Qué duro tiene que ser para una madre pronunciar esas palabras. Para unos padres que han hecho todo lo humanamente posible para evitar que su hija padezca un tormento insoportable y que han comprendido que la única forma de que deje de sufrir es falleciendo. Qué duro tiene que ser para unos padres desear que su hija se muera porque es lo mejor para ella. A veces la bondad nos pone a prueba de la forma más amarga e injusta.

Solo un monstruo puede querer ver a su hija muerta

Asunta, como Andrea, también tenía doce años cuando murió. Ella no estaba intubada, conectada a un sistema de soporte vital y postrada en cama desde hacía años. Fue hallada sin vida en una pista forestal cerca de Santiago, tirada como una colilla después de ser drogada y asfixiada.

Se me revuelven las tripas al pensar qué se les pasaría por la cabeza a los padres de Andrea cuando supieron que el jurado había hallado a Rosario Porto y Alfonso Basterra culpables de la muerte de su hija. Qué no darían ellos por tener todavía a la suya en casa, sana y a salvo. Durante el proceso, sólo esperaba que se descubriese que los asesinos no habían sido sus padres. Eso no traería a Asunta de vuelta. Por esa pobre niña ya no se puede hacer nada. Pero deseaba que de alguna manera una nueva pista evidenciase que su verdugo había sido otra persona. Un ser amorfo e inhumano. Una criatura abyecta cuya condición de engendro explicase la atrocidad. Confiaba en que las investigaciones terminasen revelando que alguien había entrado furtivamente en la casa, había suministrado una dosis letal de lorazepam a la niña, había interrumpido su respiración y la había atado por brazos y tobillos para después deshacerse del cadáver. Un crimen inexplicable, propio de una persona distorsionada y sin corazón; de un sujeto despreciable y trastornado; de alguien de quien se pudiese decir «es horrible, pero nada se puede esperar de un monstruo semejante». Pero no de sus padres.

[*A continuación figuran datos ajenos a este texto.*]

// tests/shell_runner.rs

#![cfg(unix)]

use std::error::Error;
use std::fs;
use std::sync::Arc;

use makedag::config::MakeOptions;
use makedag::engine::Maker;
use makedag::errors::{MakeError, RecipeError};
use makedag::exec::{CaptureBuffer, CommandRunner, RecipeInvocation, RuleOutput, ShellRunner};
use makedag::rules::{Rule, RuleBook, StaticRule};
use makedag_test_utils::{init_tracing, with_timeout};
use tempfile::TempDir;

type TestResult = Result<(), Box<dyn Error>>;

fn invocation(command: &str, output: RuleOutput) -> RecipeInvocation {
    RecipeInvocation {
        target: "t".to_string(),
        command: command.to_string(),
        output,
    }
}

#[tokio::test]
async fn successful_command_is_ok() -> TestResult {
    init_tracing();
    let runner = ShellRunner::new();
    with_timeout(runner.run_command(&invocation("true", RuleOutput::default()))).await?;
    Ok(())
}

#[tokio::test]
async fn nonzero_exit_reports_the_code() {
    init_tracing();
    let runner = ShellRunner::new();
    let err = with_timeout(runner.run_command(&invocation("exit 7", RuleOutput::default())))
        .await
        .unwrap_err();
    assert!(matches!(err, RecipeError::ExitCode(7)), "got {err:?}");
}

#[tokio::test]
async fn captured_output_is_complete_when_the_command_returns() -> TestResult {
    init_tracing();
    let stdout = CaptureBuffer::new();
    let stderr = CaptureBuffer::new();
    let runner = ShellRunner::new();

    with_timeout(runner.run_command(&invocation(
        "echo hello; echo oops >&2",
        RuleOutput::capture(&stdout, &stderr),
    )))
    .await?;

    assert_eq!(stdout.contents(), "hello\n");
    assert_eq!(stderr.contents(), "oops\n");
    Ok(())
}

fn abs(dir: &TempDir, name: &str) -> String {
    dir.path().join(name).to_string_lossy().into_owned()
}

#[tokio::test]
async fn builds_a_chain_of_real_files() -> TestResult {
    init_tracing();
    let dir = TempDir::new()?;
    let src = abs(&dir, "main.c");
    let obj = abs(&dir, "main.o");
    let app = abs(&dir, "app");
    fs::write(&src, "int main() {}\n")?;

    let rules: RuleBook = [
        StaticRule::new(obj.as_str())
            .prereq(src.as_str())
            .recipe("cp $< $@"),
        StaticRule::new(app.as_str())
            .prereq(obj.as_str())
            .recipe("cat $^ > $@")
            .recipe("echo linked >> $@"),
    ]
    .into_iter()
    .collect();

    let maker = Maker::new(Arc::new(rules), vec![app.clone()], MakeOptions::default())?;
    with_timeout(maker.run()).await?;

    assert_eq!(fs::read_to_string(&obj)?, "int main() {}\n");
    assert_eq!(fs::read_to_string(&app)?, "int main() {}\nlinked\n");
    assert!(maker.target_sets_needing_build()?.is_empty());
    Ok(())
}

#[tokio::test]
async fn failing_recipe_removes_the_half_written_target() -> TestResult {
    init_tracing();
    let dir = TempDir::new()?;
    let out = abs(&dir, "out.txt");

    let rules: RuleBook = [StaticRule::new(out.as_str()).recipe("echo partial > $@ && exit 3")]
        .into_iter()
        .collect();

    let maker = Maker::new(Arc::new(rules), vec![out.clone()], MakeOptions::default())?;
    let err = with_timeout(maker.run()).await.unwrap_err();

    assert!(!dir.path().join("out.txt").exists());
    let MakeError::BatchFailed(batch) = &err else {
        panic!("expected BatchFailed, got {err:?}");
    };
    let failure = &batch.failures[0];
    assert!(matches!(failure.source, RecipeError::ExitCode(3)));
    assert_eq!(failure.command, format!("echo partial > {out} && exit 3"));
    assert!(err.to_string().contains("exit status 3"));
    Ok(())
}

#[tokio::test]
async fn output_router_decides_per_rule() -> TestResult {
    init_tracing();
    let dir = TempDir::new()?;
    let loud = abs(&dir, "loud");
    let quiet = abs(&dir, "quiet");

    let rules: RuleBook = [
        StaticRule::new(loud.as_str())
            .recipe("echo building loud")
            .recipe("touch $@"),
        StaticRule::new(quiet.as_str())
            .recipe("echo building quiet")
            .recipe("touch $@"),
    ]
    .into_iter()
    .collect();

    let captured = CaptureBuffer::new();
    let discard = CaptureBuffer::new();
    let loud_target = loud.clone();
    let (c, d) = (captured.clone(), discard.clone());
    let router = move |rule: &dyn Rule| {
        if rule.target() == loud_target {
            RuleOutput::capture(&c, &c)
        } else {
            RuleOutput::capture(&d, &d)
        }
    };

    let maker = Maker::new(Arc::new(rules), vec![loud, quiet], MakeOptions::default())?
        .with_output_routing(Arc::new(router));
    with_timeout(maker.run()).await?;

    assert_eq!(captured.contents(), "building loud\n");
    assert_eq!(discard.contents(), "building quiet\n");
    Ok(())
}

#[tokio::test]
async fn missing_working_dir_is_a_spawn_error() -> TestResult {
    init_tracing();
    let dir = TempDir::new()?;
    let rules: RuleBook = [StaticRule::new("out.txt").recipe("touch $@")]
        .into_iter()
        .collect();

    let maker = Maker::new(Arc::new(rules), vec!["out.txt".to_string()], MakeOptions::default())?
        .with_working_dir(dir.path().join("does-not-exist"));
    let err = with_timeout(maker.run()).await.unwrap_err();

    let MakeError::BatchFailed(batch) = &err else {
        panic!("expected BatchFailed, got {err:?}");
    };
    assert!(matches!(batch.failures[0].source, RecipeError::Spawn(_)));
    Ok(())
}

#[tokio::test]
async fn working_dir_failure_removes_the_artifact_there() -> TestResult {
    init_tracing();
    let dir = TempDir::new()?;
    let rules: RuleBook = [StaticRule::new("out.txt").recipe("echo partial > $@ && exit 3")]
        .into_iter()
        .collect();

    let maker = Maker::new(Arc::new(rules), vec!["out.txt".to_string()], MakeOptions::default())?
        .with_working_dir(dir.path());
    let err = with_timeout(maker.run()).await.unwrap_err();

    assert!(err.to_string().contains("exit status 3"));
    assert!(!dir.path().join("out.txt").exists());
    Ok(())
}

#[tokio::test]
async fn working_dir_artifacts_count_as_up_to_date() -> TestResult {
    init_tracing();
    let dir = TempDir::new()?;
    let rules: RuleBook = [
        StaticRule::new("src.txt").recipe("echo source > $@"),
        StaticRule::new("out.txt").prereq("src.txt").recipe("cp $< $@"),
    ]
    .into_iter()
    .collect();

    let maker = Maker::new(Arc::new(rules), vec!["out.txt".to_string()], MakeOptions::default())?
        .with_working_dir(dir.path());

    fs::write(dir.path().join("src.txt"), "given\n")?;
    assert_eq!(
        maker.target_sets_needing_build()?,
        vec![vec!["out.txt".to_string()]]
    );

    with_timeout(maker.run()).await?;

    assert_eq!(fs::read_to_string(dir.path().join("out.txt"))?, "given\n");
    assert!(maker.target_sets_needing_build()?.is_empty());
    Ok(())
}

Deseaba que el autor del delito fuese otra persona porque en mi cabeza es lo único que podría tener sentido. Que el asesino fuese un monstruo lo convertiría en posible. Eso lo explicaría. Sería igual de espeluznante pero al menos lo podría atribuir a una anomalía de la naturaleza. Al acto desalmado de un psicópata. No escaparía de una forma tan irracional a mi comprensión. De algún modo, encontraría en su deformidad cierto consuelo. Asunta habría tenido la desgracia de cruzarse en la vida de un perturbado. No tendría sentido darle más vueltas.

Quería que no fuesen sus padres porque es más fácil pensar que el mundo no está loco. Me resistía a aceptar que alguien pudiese terminar así con la vida de su propio hijo. De una forma tan cruel y despiadada. Pero he comprendido, al conocer el veredicto, que ese ser atroz y deforme que mi conciencia necesitaba encontrar, esa explicación para lo inexplicable, eran precisamente Rosario Porto y Alfonso Basterra. Porque solo un monstruo, quizá el más terrible y desproporcionado de todos los monstruos, puede querer ver muerta a su hija de doce años y cometer su asesinato envenenándola, estrangulándola, atándola y dejando su cuerpo sin vida tirado en un monte.

Andrea luchó por su vida, pero llegado el momento, sus padres tuvieron que terminar suplicando que la dejasen morir por lo mucho que la querían. A Asunta no le permitieron luchar porque sus padres querían verla muerta. Pero el motivo era exactamente el contrario. Todavía me cuesta comprenderlo.